In more regulatory news, the European Banking Authority’s board of supervisors has nominated José Manuel Campa, global head of regulatory affairs at Santander, as chairperson of the authority. His appointment is subject to the approval of the European Parliament, and if successful, he would succeed Andrea Enria. Prior to becoming EBA chair, Enria was head of bank supervision at the Bank of Italy.
The US Office of the Comptroller of the Currency has named a new senior deputy comptroller for bank supervision policy, Grovetta Gardineer. She replaces Grace Dailey, who is retiring on March 2. Gardineer joined the regulator in 2010 and has served as senior deputy comptroller for compliance and community affairs since 2016. She will now oversee the supervision of national banks as well as policies on consumer issues and money laundering. She will remain based in Washington. Dailey is stepping down after 36 years at the agency.

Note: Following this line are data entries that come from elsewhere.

//! End-to-end exchange tests.
//!
//! These tests drive the [`fb_broker::Dispatcher`] the way a web layer
//! would: initiate, hand the instruction to a simulated identity provider,
//! then complete with the provider's answer. Redis-backed tests use
//! testcontainers and are ignored by default.

mod common;
mod properties;
mod redis_store;
mod scenarios;
mod token_service;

Embattled lender Metro Bank is hiring. The challenger bank is seeking a new operational resilience risk oversight lead. The position was advertised on January 24 – the day after the bank revealed it had misclassified billions of pounds in loans. The incident has prompted Metro Bank to raise fresh capital, and led to significant drops in its share price. It has not yet seen departures from its management team – though board member Howard Flight is also stepping down in April, and Michael Snyder will take over as senior independent director and chair of the audit committee.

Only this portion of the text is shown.